Ему покивали в ответ - мол, все понятно, чего там! - и так же молча разошлись укладывать немудрящие свои платьишки, штаны и рубашки, которые так и не собрались занести домой.
- Кто дневальный? - спросил Колыванов.
- Я, - отозвался Кузьма. - Вещички через Степана передам.
- Сходи домой, - помолчав, сказал Колыванов.
- А дневальство как же? - не понял Кузьма.
- Я подежурю, - ответил Колыванов и, не дав Кузьме возразить, приказал: - Давай, давай... Собирайся!
Расходились ребята без обычных смешков и шуточек, в дверях кто-нибудь говорил: "Мы скоро, Леша" или "До вечера", он кивал им в ответ и думал, что такими тихими стайками разлетаются воробьи перед грозой. Колыванову даже понравилось, что они притихли. Значит, понимают, что впереди не игрушки. Потом подумал, что понимать-то понимают, но не очень себе представляют, какая она бывает - война.
А еще подумал, что, может быть, придет такое время, когда люди забудут, что такое война.
Колыванов присел к "буржуйке", прижег от уголька самокрутку, сидел, курил и пускал дым в открытую дверцу печки...
Утро выдалось ветреное и холодное.
Ночью выпал снежок, на платформах его уже растаскали сапогами, но крыши теплушек были припорошены белой пылью.
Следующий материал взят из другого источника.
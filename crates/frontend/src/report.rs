//! Result reporting: the register dump file and console summaries.

use std::fmt::Write as _;
use std::fs;
use std::path::Path;

use sim_core::{Comparison, ConfigLabel, RunOutcome, RunReport};

use crate::errors::CliError;

/// File name of the register dump written after a single run.
pub const REGISTER_DUMP_FILE: &str = "registers.txt";

/// Renders registers as `Register[<i>]: <value>`, one per line.
#[must_use]
pub fn format_register_dump(registers: &[i32]) -> String {
    registers
        .iter()
        .enumerate()
        .fold(String::new(), |mut out, (index, value)| {
            let _ = writeln!(out, "Register[{index}]: {value}");
            out
        })
}

/// Writes the register dump to `path`.
///
/// # Errors
///
/// Returns [`CliError::Write`] when the file cannot be written.
pub fn write_register_dump(path: &Path, registers: &[i32]) -> Result<(), CliError> {
    fs::write(path, format_register_dump(registers)).map_err(|source| CliError::Write {
        path: path.to_path_buf(),
        source,
    })
}

/// Renders the single-run summary printed to stdout.
#[must_use]
pub fn format_run_summary(report: &RunReport) -> String {
    let counters = &report.counters;
    let mut out = String::new();

    if let RunOutcome::StepBudgetExhausted { steps } = report.outcome {
        let _ = writeln!(out, "Stopped: step budget of {steps} exhausted before halt");
    }
    let _ = writeln!(out, "Total cycles: {}", counters.cycles);
    let _ = writeln!(out, "Total instructions: {}", counters.instructions);
    match report.execution_time_secs {
        Some(secs) => {
            let _ = writeln!(out, "Total execution time: {secs} seconds");
        }
        None => {
            let _ = writeln!(out, "Total execution time: undefined (frequency is 0 MHz)");
        }
    }

    let mut per_class = counters
        .by_class()
        .map(|(class, count)| format!("{}={count}", class.label()))
        .collect::<Vec<_>>()
        .join(" ");
    let unclassified = counters.unclassified();
    if unclassified > 0 {
        let _ = write!(per_class, " unclassified={unclassified}");
    }
    let _ = writeln!(out, "Instructions by class: {per_class}");
    out
}

/// Renders the comparison sentence, naming each configuration by `names`.
#[must_use]
pub fn format_comparison(comparison: &Comparison, names: [&str; 2]) -> String {
    let (winner, loser) = match comparison.winner() {
        ConfigLabel::A => (names[0], names[1]),
        ConfigLabel::B => (names[1], names[0]),
    };
    format!(
        "Configuration {winner} performs {} times better than configuration {loser}.\n\
         Execution time: {} seconds ({}), {} seconds ({})\n",
        comparison.speedup(),
        comparison.time(ConfigLabel::A),
        names[0],
        comparison.time(ConfigLabel::B),
        names[1],
    )
}

#[cfg(test)]
mod tests {
    use sim_core::{
        Comparison, CycleCostTable, InstructionClass, PerfConfig, PerfCounters, RunOutcome,
        RunReport,
    };

    use super::{format_comparison, format_register_dump, format_run_summary};

    fn report(frequency_mhz: u32) -> RunReport {
        let mut counters = PerfCounters::default();
        counters.record(Some(InstructionClass::R), 1);
        counters.record(Some(InstructionClass::I), 2);
        counters.record(Some(InstructionClass::I), 2);
        let perf = PerfConfig::new(frequency_mhz, CycleCostTable::default());

        let mut registers = [0; 32];
        registers[3] = 8;
        registers[31] = -1;
        RunReport {
            outcome: RunOutcome::Halted,
            counters,
            execution_time_secs: perf.execution_time_secs(counters.cycles),
            registers,
        }
    }

    #[test]
    fn register_dump_lists_every_register() {
        let dump = format_register_dump(&report(1).registers);
        let lines: Vec<_> = dump.lines().collect();

        assert_eq!(lines.len(), 32);
        assert_eq!(lines[0], "Register[0]: 0");
        assert_eq!(lines[3], "Register[3]: 8");
        assert_eq!(lines[31], "Register[31]: -1");
    }

    #[test]
    fn summary_lists_totals_and_classes() {
        let report = report(1);
        let summary = format_run_summary(&report);
        let secs = report.execution_time_secs.expect("1 MHz");

        assert!(summary.contains("Total cycles: 5\n"));
        assert!(summary.contains("Total instructions: 3\n"));
        assert!(summary.contains(&format!("Total execution time: {secs} seconds\n")));
        assert!(summary.contains("Instructions by class: R=1 I=2 S=0 B=0 J=0\n"));
        assert!(!summary.contains("Stopped"));
    }

    #[test]
    fn summary_lists_bucketless_instructions() {
        let mut report = report(1);
        report.counters.record(None, 0);

        let summary = format_run_summary(&report);

        assert!(summary.contains("Total instructions: 4\n"));
        assert!(summary.contains("Instructions by class: R=1 I=2 S=0 B=0 J=0 unclassified=1\n"));
    }

    #[test]
    fn summary_marks_undefined_time_and_budget_stop() {
        let mut report = report(0);
        report.outcome = RunOutcome::StepBudgetExhausted { steps: 10 };

        let summary = format_run_summary(&report);

        assert!(summary.starts_with("Stopped: step budget of 10 exhausted before halt\n"));
        assert!(summary.contains("Total execution time: undefined (frequency is 0 MHz)\n"));
    }

    #[test]
    fn comparison_names_the_faster_configuration() {
        let slow = report(1);
        let fast = RunReport {
            execution_time_secs: slow.execution_time_secs.map(|secs| secs / 2.0),
            ..slow.clone()
        };
        let comparison = Comparison::new(slow, fast).expect("both defined");

        let text = format_comparison(&comparison, ["a.txt", "b.txt"]);

        assert!(text.starts_with("Configuration b.txt performs 2 times better than configuration a.txt.\n"));
    }
}
//! Processor configuration loader.
//!
//! Each non-blank line is `<key> <integer>`. `Frekans` or `frequency` sets
//! the clock in MHz; `R`, `I`, `S`, `B`, `J` set class cycle costs. Keys are
//! matched case-insensitively and missing keys stay 0.

use std::fs;
use std::path::Path;

use log::{debug, warn};
use sim_core::{InstructionClass, PerfConfig};

use crate::errors::{CliError, Diagnostic, LoadError};
use crate::program::tokens;

const FREQUENCY_KEYS: [&str; 2] = ["Frekans", "frequency"];

/// A parsed configuration plus every rejected line.
#[derive(Debug, Clone, Default, PartialEq, Eq)]
pub struct LoadedConfig {
    /// The resulting performance model.
    pub config: PerfConfig,
    /// Lines that were skipped.
    pub diagnostics: Vec<Diagnostic>,
}

/// A single recognised configuration setting.
#[derive(Debug, Clone, Copy, PartialEq, Eq)]
pub enum Setting {
    /// Clock frequency in MHz.
    Frequency(u32),
    /// Cycle cost for one instruction class.
    Cost(InstructionClass, u32),
}

impl Setting {
    fn apply(self, config: &mut PerfConfig) {
        match self {
            Self::Frequency(mhz) => config.frequency_mhz = mhz,
            Self::Cost(class, cycles) => {
                if let Some(slot) = config.costs.cost_mut(class) {
                    *slot = cycles;
                }
            }
        }
    }
}

/// Reads and parses a configuration file.
///
/// # Errors
///
/// Returns [`CliError::Read`] when the file cannot be read.
pub fn load_config(path: &Path) -> Result<LoadedConfig, CliError> {
    let source = fs::read_to_string(path).map_err(|source| CliError::Read {
        path: path.to_path_buf(),
        source,
    })?;
    let loaded = parse_config(&source);
    debug!("{}: {:?}", path.display(), loaded.config);
    Ok(loaded)
}

/// Parses configuration text. A repeated key keeps its last value.
#[must_use]
pub fn parse_config(source: &str) -> LoadedConfig {
    let mut loaded = LoadedConfig::default();

    for (index, text) in source.lines().enumerate() {
        match parse_setting(text) {
            Ok(Some(setting)) => setting.apply(&mut loaded.config),
            Ok(None) => {}
            Err(error) => {
                let diagnostic = Diagnostic {
                    line: index + 1,
                    text: text.to_string(),
                    error,
                };
                warn!("config {diagnostic}");
                loaded.diagnostics.push(diagnostic);
            }
        }
    }

    loaded
}

/// Parses one configuration line, or `None` when blank.
///
/// # Errors
///
/// Rejects unknown keys, missing or non-integer values, and extra fields.
pub fn parse_setting(line: &str) -> Result<Option<Setting>, LoadError> {
    let mut fields = tokens(line);
    let Some(key) = fields.next() else {
        return Ok(None);
    };
    let value = fields.next().ok_or(LoadError::MissingField("value"))?;
    if let Some(extra) = fields.next() {
        return Err(LoadError::TrailingOperand(extra.to_string()));
    }

    if FREQUENCY_KEYS.iter().any(|name| key.eq_ignore_ascii_case(name)) {
        return Ok(Some(Setting::Frequency(parse_value(value)?)));
    }
    let class = class_for_key(key).ok_or_else(|| LoadError::UnknownConfigKey(key.to_string()))?;
    Ok(Some(Setting::Cost(class, parse_value(value)?)))
}

fn class_for_key(key: &str) -> Option<InstructionClass> {
    InstructionClass::COSTED
        .into_iter()
        .find(|class| key.eq_ignore_ascii_case(class.label()))
}

fn parse_value(token: &str) -> Result<u32, LoadError> {
    token
        .parse::<u32>()
        .ok()
        .filter(|_| !token.starts_with('+'))
        .ok_or_else(|| LoadError::BadConfigValue(token.to_string()))
}
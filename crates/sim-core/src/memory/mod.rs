//! Memory model primitives: one flat, zero-initialized, byte-addressable
//! region with bounds-checked accessors.

/// Bounds-checked byte and big-endian word accessors.
pub mod access;

pub use access::{
    read_u32_be, read_u8, validate_access, validate_fetch, write_u32_be, write_u8,
    WORD_ACCESS_BYTES,
};

/// Size in bytes of the flat memory region (1 MiB).
pub const MEMORY_BYTES: usize = 1 << 20;

/// Allocates a canonical zeroed 1 MiB memory backing store.
#[must_use]
pub fn new_address_space() -> Box<[u8]> {
    vec![0; MEMORY_BYTES].into_boxed_slice()
}

#[cfg(test)]
mod tests {
    use super::{new_address_space, MEMORY_BYTES};

    #[test]
    fn canonical_backing_store_size_is_one_mebibyte() {
        let memory = new_address_space();
        assert_eq!(memory.len(), MEMORY_BYTES);
        assert_eq!(MEMORY_BYTES, 1_048_576);
        assert!(memory.iter().all(|byte| *byte == 0));
    }
}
Ветер сдувал ее, и тогда крыши становились пятнистыми, белыми с черным. Рельсы стали мохнатыми от инея, застыли пятна мазута на полотне, песок между шпалами затвердел, а под каблуками ломался тонкий ледок.
Роту выстроили у пакгауза, к стене его жалась кучка озябших музыкантов, Колыванов обеими руками держал древко знамени и откидывал голову, когда ветер заворачивал полотнище и оно било его по лицу. Перед строем стоял Зайченко, рядом с ним - Алексей Алексеевич в пальто с потертым бархатным воротником и женщина в кожанке с пышным узлом волос на затылке.
Ветер бросал им в лицо снежную пыль, но они стояли торжественно и прямо, только Зайченко, у которого от ветра слезились глаза, помаргивал ресницами.
На путях коротко гудел маневровый паровозик, лязгали буфера вагонов, что-то покрикивал сцепщик, и машинист то подавал паровозик назад, то дергал вперед, но уже вместе с вагонами. На дальних путях, где грузилась какая-то часть, ржали лошади, тарахтели по сходням колеса орудий, слышалось шипение пара, доносились слова команды.
Звуки эти далеко разносились в холодном прозрачном воздухе, и Колыванов напрягал голос, жилы на его шее вздулись, изо рта вырывались облачка пара.